Torawimpel (Mappa)



In die jüdische Gemeinschaft werden Mädchen mit 4 Wochen durch die Namensgebung in der Synagoge und Jungen am 8. Tag durch die Beschneidung aufgenommen. Bis ins 20. Jahrhundert hinein gibt es den Brauch, nach der Beschneidung aus der gereinigten und in Streifen geschnittenen Beschneidungswindel ein Tuch zu nähen. Dieser sogenannte Wimpel wird mit Lebensstationen und Daten des Jungen verziert und dient in der Synagoge als Wickelband für die Torarolle. Mancherorts wird heute diese Tradition wiederbelebt.

Titel: Torawimpel Nathan bar Chajjim
Datierung: 1888
Material: Leinen, bemalt
Maße: 18 x 360 cm
Urheber: unbekannt
Auftraggeber: unbekannt

Unter den Textilfunden befinden sich viele Torawimpel, von denen sechs vollständig erhalten sind. Zwanzig weitere sind fragmentarisch vorhanden. Der Älteste stammt von 1633. Überwiegend sind sie bestickt. Drei sind bemalt, so wie der hier gezeigte Wimpel von Nathan bar Chajim, der in gutem Zustand ist. Die formelhafte Inschrift des hebräischen Spruchbands lautet in Übersetzung: „Nathan, Sohn des Chajjim, geboren unter einem glücklichen Stern am heiligen Schabbat am 28. Tag im Siwan, im Jahr 648 nach der kleinen Zählung [7. Juni 1888], der Herr lasse ihn heranwachsen zur Tora, zur Chuppa und zu guten Taten. Amen Sela.“

Der Wimpel trägt gängige Bildsymbole: Die Abbildung der Torarolle symbolisiert den Wunsch, dass er ein frommes Gemeindemitglied werden soll. Der Hochzeitsbaldachin (Chuppa) steht für bevorstehendes Eheglück und erhoffte Nachkommenschaft. Ungewöhnlich ist die Darstellung der Gesetzestafeln. Die Tafeln gelten als Sinnbild für die 5 Bücher Moses (Tora).

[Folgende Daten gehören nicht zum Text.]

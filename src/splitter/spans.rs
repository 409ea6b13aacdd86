/// A contiguous byte range of the document together with its character count.
///
/// Sections, atoms and packed chunks are all spans; they never own text.
#[derive(Debug, Clone, Copy, PartialEq, Eq)]
pub(super) struct Span {
    pub(super) start: usize,
    pub(super) end: usize,
    pub(super) chars: usize,
    /// Contains a fixed-width slice, the only unit allowed over the byte limit.
    pub(super) forced: bool,
}

impl Span {
    pub(super) fn measure(document: &str, start: usize, end: usize) -> Self {
        Self {
            start,
            end,
            chars: document[start..end].chars().count(),
            forced: false,
        }
    }

    pub(super) fn bytes(self) -> usize {
        self.end - self.start
    }

    pub(super) fn is_empty(self) -> bool {
        self.start == self.end
    }

    pub(super) fn text(self, document: &str) -> &str {
        &document[self.start..self.end]
    }

    /// Extend this span with the span immediately following it.
    pub(super) fn join(self, next: Span) -> Span {
        debug_assert_eq!(self.end, next.start, "spans must be adjacent");
        Span {
            start: self.start,
            end: next.end,
            chars: self.chars + next.chars,
            forced: self.forced || next.forced,
        }
    }
}

/// Cut `span` at the given absolute offsets, dropping empty pieces.
///
/// Offsets must be ascending char boundaries; offsets outside the span are
/// ignored, so the pieces always concatenate back to the span.
pub(super) fn cut(document: &str, span: Span, offsets: impl IntoIterator<Item = usize>) -> Vec<Span> {
    let mut pieces = Vec::new();
    let mut piece_start = span.start;
    for offset in offsets {
        if offset <= piece_start || offset >= span.end {
            continue;
        }
        pieces.push(Span::measure(document, piece_start, offset));
        piece_start = offset;
    }
    if piece_start < span.end {
        pieces.push(Span::measure(document, piece_start, span.end));
    }
    pieces
}
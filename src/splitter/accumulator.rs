use crate::config::SplitLimits;

use super::spans::Span;

/// Greedy fit-or-close packer shared by the packing and re-optimisation passes.
pub(super) struct ChunkAccumulator {
    limits: SplitLimits,
    closed: Vec<Span>,
    current: Option<Span>,
}

impl ChunkAccumulator {
    pub(super) fn new(limits: SplitLimits) -> Self {
        Self {
            limits,
            closed: Vec::new(),
            current: None,
        }
    }

    /// Append `span` to the open chunk if both running totals stay within the
    /// limits, otherwise close the open chunk and start a new one with it.
    pub(super) fn push(&mut self, span: Span) {
        if span.is_empty() {
            return;
        }
        match self.current {
            Some(open)
                if self
                    .limits
                    .admits(open.chars + span.chars, open.bytes() + span.bytes()) =>
            {
                self.current = Some(open.join(span));
            }
            _ => {
                self.finish_chunk();
                self.current = Some(span);
            }
        }
    }

    pub(super) fn finish_chunk(&mut self) {
        if let Some(open) = self.current.take() {
            self.closed.push(open);
        }
    }

    pub(super) fn into_spans(mut self) -> Vec<Span> {
        self.finish_chunk();
        self.closed
    }
}
use once_cell::sync::Lazy;
use regex::Regex;
use tracing::debug;

use super::spans::{cut, Span};

static MARKDOWN_H2: Lazy<Regex> =
    Lazy::new(|| Regex::new(r"(?m)^##\s").expect("markdown heading pattern is valid"));

static HTML_H2: Lazy<Regex> =
    Lazy::new(|| Regex::new(r"(?i)<h2[^>]*>").expect("html heading pattern is valid"));

/// Heading styles recognised as section starts, in priority order.
#[derive(Debug, Clone, Copy, PartialEq, Eq)]
pub(super) enum HeadingMarker {
    Markdown,
    Html,
}

impl HeadingMarker {
    const PRIORITY: [HeadingMarker; 2] = [HeadingMarker::Markdown, HeadingMarker::Html];

    fn pattern(self) -> &'static Regex {
        match self {
            HeadingMarker::Markdown => &MARKDOWN_H2,
            HeadingMarker::Html => &HTML_H2,
        }
    }
}

/// Partition the document into level-2 sections.
///
/// The first marker style producing at least two sections wins; otherwise the
/// whole document is a single section. An empty document has no sections.
pub(super) fn scan_sections(document: &str) -> Vec<Span> {
    if document.is_empty() {
        return Vec::new();
    }
    let whole = Span::measure(document, 0, document.len());
    for marker in HeadingMarker::PRIORITY {
        let sections = split_before(document, whole, marker);
        if sections.len() > 1 {
            debug!(?marker, sections = sections.len(), "sectioned document");
            return sections;
        }
    }
    debug!("no level-2 headings found; treating document as one section");
    vec![whole]
}

pub(super) fn split_before(document: &str, whole: Span, marker: HeadingMarker) -> Vec<Span> {
    let offsets = marker
        .pattern()
        .find_iter(document)
        .map(|found| found.start());
    cut(document, whole, offsets)
}
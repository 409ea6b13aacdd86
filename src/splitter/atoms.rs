use once_cell::sync::Lazy;
use regex::Regex;

use crate::config::SplitLimits;

use super::spans::{cut, Span};

static SENTENCE_END: Lazy<Regex> =
    Lazy::new(|| Regex::new(r"[.!?]\s+").expect("sentence pattern is valid"));

/// Progressively finer ways of breaking up an oversized section.
#[derive(Debug, Clone, Copy, PartialEq, Eq)]
pub(super) enum Refinement {
    Paragraph,
    Sentence,
    FixedWidth,
}

const REFINEMENTS: [Refinement; 3] = [
    Refinement::Paragraph,
    Refinement::Sentence,
    Refinement::FixedWidth,
];

impl Refinement {
    pub(super) fn split(self, document: &str, span: Span, limits: SplitLimits) -> Vec<Span> {
        let text = span.text(document);
        match self {
            Refinement::Paragraph => {
                let bytes = text.as_bytes();
                let offsets = (2..bytes.len())
                    .filter(|&idx| bytes[idx - 2] == b'\n' && bytes[idx - 1] == b'\n')
                    .map(|idx| span.start + idx);
                cut(document, span, offsets)
            }
            Refinement::Sentence => {
                let offsets = SENTENCE_END
                    .find_iter(text)
                    .map(|found| span.start + found.end());
                cut(document, span, offsets)
            }
            Refinement::FixedWidth => {
                let offsets = text
                    .char_indices()
                    .map(|(idx, _)| span.start + idx)
                    .step_by(limits.slice_width())
                    .skip(1);
                cut(document, span, offsets)
                    .into_iter()
                    .map(|piece| Span {
                        forced: true,
                        ..piece
                    })
                    .collect()
            }
        }
    }
}

/// Break an oversized section into atoms that concatenate back to it.
///
/// Each refinement is tried in order until one yields more than one piece;
/// pieces still over a limit continue with the next finer refinement. Only
/// fixed-width slices can come out oversized.
pub(super) fn decompose(document: &str, section: Span, limits: SplitLimits) -> Vec<Span> {
    let mut atoms = Vec::new();
    refine(document, section, 0, limits, &mut atoms);
    atoms
}

fn refine(document: &str, span: Span, level: usize, limits: SplitLimits, atoms: &mut Vec<Span>) {
    if limits.admits(span.chars, span.bytes()) {
        atoms.push(span);
        return;
    }
    for (step, refinement) in REFINEMENTS.iter().enumerate().skip(level) {
        let pieces = refinement.split(document, span, limits);
        if *refinement == Refinement::FixedWidth {
            atoms.extend(pieces);
            return;
        }
        if pieces.len() > 1 {
            for piece in pieces {
                refine(document, piece, step + 1, limits, atoms);
            }
            return;
        }
    }
    atoms.push(span);
}
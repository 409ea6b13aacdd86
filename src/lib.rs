//! Harvest the transcripts of a YouTube channel into one document and split
//! large documents into size-bounded, section-preserving parts.

pub mod assembly;
pub mod audio;
pub mod cli;
pub mod config;
pub mod error;
pub mod pipeline;
pub mod retry;
pub mod sources;
pub mod splitter;
pub mod transcript;
pub mod types;

mod util;

pub use error::{Error, Result};
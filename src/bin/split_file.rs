use std::process::ExitCode;

use anyhow::Result;
use clap::Parser;
use yt_transcript::cli::SplitFileCli;
use yt_transcript::config::init_tracing;
use yt_transcript::splitter::FileSplitter;

fn main() -> ExitCode {
    init_tracing("warn");
    let args = SplitFileCli::parse();
    println!("Splitting file: {}", args.file_path.display());
    match run(&args) {
        Ok(()) => ExitCode::SUCCESS,
        Err(err) => {
            eprintln!("Error splitting file: {err:#}");
            ExitCode::FAILURE
        }
    }
}

fn run(args: &SplitFileCli) -> Result<()> {
    let limits = args.limits.to_limits()?;
    let written = FileSplitter::new(limits).split_file(&args.file_path, args.output_dir.as_deref())?;
    for path in written {
        println!("{}", path.display());
    }
    Ok(())
}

Deshalb, so vermutet man, geben die Tafeln einen Hinweis auf seinen Geburtstag am Schabbat: da wöchentlich beim Schabbatgottesdienst aus der Tora gelesen wird.

Weiterführende Literatur:

Linda Wiesner: Der Textilfund. In: Falk Wiesemann (Hrsg.): Zeugnisse jüdischen Lebens in Niederzissen. Genisa-Funde in der ehemaligen Synagoge. Kultur- und Heimatverein Niederzissen, Niederzissen 2012.